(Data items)
———

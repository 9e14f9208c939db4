//! Thin async HTTPS transport for the JSON APIs.
//!
//! Every call validates its input before any I/O: the URL must parse and use
//! `https` (plain `http` only when the client explicitly allows it), and the
//! body-carrying verbs refuse requests built for a different method.

use std::collections::BTreeMap;
use std::fmt;

use async_trait::async_trait;
use serde::de::DeserializeOwned;
use serde_json::Value;
use tracing::{debug, instrument, warn};
use url::Url;

use crate::error::{ServiceError, ServiceResult};
use crate::headers::ApiHeaders;

#[derive(Debug, Clone, Copy, PartialEq, Eq, Hash)]
pub enum Method {
    Get,
    Head,
    Post,
    Put,
    Delete,
}

impl Method {
    pub fn as_str(&self) -> &'static str {
        match self {
            Method::Get => "GET",
            Method::Head => "HEAD",
            Method::Post => "POST",
            Method::Put => "PUT",
            Method::Delete => "DELETE",
        }
    }
}

impl fmt::Display for Method {
    fn fmt(&self, f: &mut fmt::Formatter<'_>) -> fmt::Result {
        f.write_str(self.as_str())
    }
}

impl From<Method> for reqwest::Method {
    fn from(value: Method) -> Self {
        match value {
            Method::Get => reqwest::Method::GET,
            Method::Head => reqwest::Method::HEAD,
            Method::Post => reqwest::Method::POST,
            Method::Put => reqwest::Method::PUT,
            Method::Delete => reqwest::Method::DELETE,
        }
    }
}

/// An outgoing request.
#[derive(Debug, Clone, PartialEq)]
pub struct ApiRequest {
    pub method: Method,
    pub url: String,
    pub headers: ApiHeaders,
    pub body: Option<Value>,
}

impl ApiRequest {
    pub fn new(method: Method, url: impl Into<String>) -> Self {
        Self {
            method,
            url: url.into(),
            headers: ApiHeaders::default(),
            body: None,
        }
    }

    pub fn post(url: impl Into<String>) -> Self {
        Self::new(Method::Post, url)
    }

    pub fn put(url: impl Into<String>) -> Self {
        Self::new(Method::Put, url)
    }

    pub fn delete(url: impl Into<String>) -> Self {
        Self::new(Method::Delete, url)
    }

    pub fn with_headers(mut self, headers: ApiHeaders) -> Self {
        self.headers = headers;
        self
    }

    pub fn with_json(mut self, body: Value) -> Self {
        self.body = Some(body);
        self
    }
}

/// A buffered response.
#[derive(Debug, Clone, PartialEq, Eq)]
pub struct ApiResponse {
    pub status: u16,
    pub headers: BTreeMap<String, String>,
    pub body: Vec<u8>,
}

impl ApiResponse {
    pub fn new(status: u16, body: impl Into<Vec<u8>>) -> Self {
        Self {
            status,
            headers: BTreeMap::new(),
            body: body.into(),
        }
    }

    /// Whether the status is in the 2xx range.
    pub fn is_ok(&self) -> bool {
        (200..300).contains(&self.status)
    }

    /// Decode the body as JSON.
    pub fn json<T: DeserializeOwned>(&self) -> ServiceResult<T> {
        serde_json::from_slice(&self.body)
            .map_err(|e| ServiceError::decode(format!("invalid JSON body: {e}")))
    }

    pub fn text(&self) -> String {
        String::from_utf8_lossy(&self.body).into_owned()
    }

    /// Canonical reason phrase for the status code.
    pub fn status_reason(&self) -> &'static str {
        reqwest::StatusCode::from_u16(self.status)
            .ok()
            .and_then(|s| s.canonical_reason())
            .unwrap_or("Unknown Status")
    }
}

/// Transport used by the API services.
#[async_trait]
pub trait HttpTransport: Send + Sync {
    async fn get(&self, url: &str) -> ServiceResult<ApiResponse>;

    async fn head(&self, url: &str) -> ServiceResult<ApiResponse>;

    async fn post(&self, request: ApiRequest) -> ServiceResult<ApiResponse>;

    async fn put(&self, request: ApiRequest) -> ServiceResult<ApiResponse>;

    async fn delete(&self, request: ApiRequest) -> ServiceResult<ApiResponse>;
}

/// Parse `url` and check its scheme.
pub fn validate_url(url: &str, allow_insecure: bool) -> ServiceResult<Url> {
    let parsed = Url::parse(url).map_err(|_| ServiceError::bad_request("invalid URL"))?;
    match parsed.scheme() {
        "https" => Ok(parsed),
        "http" if allow_insecure => Ok(parsed),
        _ => Err(ServiceError::bad_request("invalid URL")),
    }
}

fn expect_method(request: &ApiRequest, expected: Method) -> ServiceResult<()> {
    if request.method == expected {
        Ok(())
    } else {
        Err(ServiceError::bad_request("invalid request"))
    }
}

/// reqwest-backed [`HttpTransport`].
#[derive(Debug, Clone, Default)]
pub struct HttpsClient {
    client: reqwest::Client,
    allow_insecure: bool,
}

impl HttpsClient {
    pub fn new() -> Self {
        Self::default()
    }

    /// Allow plain `http` URLs, for talking to local test servers.
    pub fn with_allow_insecure(mut self, allow: bool) -> Self {
        self.allow_insecure = allow;
        self
    }

    #[instrument(skip_all, fields(method = %method, url = %url))]
    async fn execute(
        &self,
        method: Method,
        url: Url,
        headers: &ApiHeaders,
        body: Option<&Value>,
    ) -> ServiceResult<ApiResponse> {
        let mut builder = self.client.request(method.into(), url);
        for (name, value) in headers.iter() {
            builder = builder.header(name, value);
        }
        if let Some(body) = body {
            builder = builder.json(body);
        }

        let response = builder.send().await.map_err(|e| {
            warn!(error = %e, "request failed");
            ServiceError::transport(e.to_string())
        })?;

        let status = response.status().as_u16();
        let headers = response
            .headers()
            .iter()
            .filter_map(|(k, v)| v.to_str().ok().map(|v| (k.as_str().to_string(), v.to_string())))
            .collect();
        let body = response
            .bytes()
            .await
            .map_err(|e| ServiceError::transport(e.to_string()))?
            .to_vec();

        debug!(status, bytes = body.len(), "response received");
        Ok(ApiResponse {
            status,
            headers,
            body,
        })
    }

    async fn send(&self, request: ApiRequest, expected: Method) -> ServiceResult<ApiResponse> {
        expect_method(&request, expected)?;
        let url = validate_url(&request.url, self.allow_insecure)?;
        self.execute(expected, url, &request.headers, request.body.as_ref())
            .await
    }
}

#[async_trait]
impl HttpTransport for HttpsClient {
    async fn get(&self, url: &str) -> ServiceResult<ApiResponse> {
        let url = validate_url(url, self.allow_insecure)?;
        self.execute(Method::Get, url, &ApiHeaders::default(), None).await
    }

    async fn head(&self, url: &str) -> ServiceResult<ApiResponse> {
        let url = validate_url(url, self.allow_insecure)?;
        self.execute(Method::Head, url, &ApiHeaders::default(), None).await
    }

    async fn post(&self, request: ApiRequest) -> ServiceResult<ApiResponse> {
        self.send(request, Method::Post).await
    }

    async fn put(&self, request: ApiRequest) -> ServiceResult<ApiResponse> {
        self.send(request, Method::Put).await
    }

    async fn delete(&self, request: ApiRequest) -> ServiceResult<ApiResponse> {
        self.send(request, Method::Delete).await
    }
}

#[cfg(test)]
mod tests {
    use super::*;
    use serde_json::json;

    #[test]
    fn only_https_is_accepted_by_default() {
        assert!(validate_url("https://api.example.com/v1", false).is_ok());
        assert_eq!(
            validate_url("http://api.example.com/v1", false).unwrap_err(),
            ServiceError::bad_request("invalid URL")
        );
        assert!(validate_url("http://127.0.0.1:8080/v1", true).is_ok());
        assert!(validate_url("ftp://files.example.com", true).is_err());
        assert!(validate_url("not a url", true).is_err());
    }

    #[test]
    fn response_helpers() {
        let ok = ApiResponse::new(200, br#"{ "user": null }"#.to_vec());
        assert!(ok.is_ok());
        assert_eq!(ok.json::<Value>().unwrap(), json!({ "user": null }));

        let missing = ApiResponse::new(404, "nope");
        assert!(!missing.is_ok());
        assert_eq!(missing.status_reason(), "Not Found");
        assert_eq!(missing.json::<Value>().unwrap_err().status, 502);
        assert_eq!(missing.text(), "nope");
    }

    // Both cases fail validation before the client opens a connection.
    #[tokio::test]
    async fn mismatched_method_is_rejected() {
        let client = HttpsClient::new();
        let err = client
            .post(ApiRequest::delete("https://api.example.com/v1"))
            .await
            .unwrap_err();
        assert_eq!(err, ServiceError::bad_request("invalid request"));

        let err = client.get("http://api.example.com").await.unwrap_err();
        assert_eq!(err.message, "invalid URL");
    }
}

———

__Your objective__
Number of lines above holding "invalid"? Give that number alone.

__Reply__
7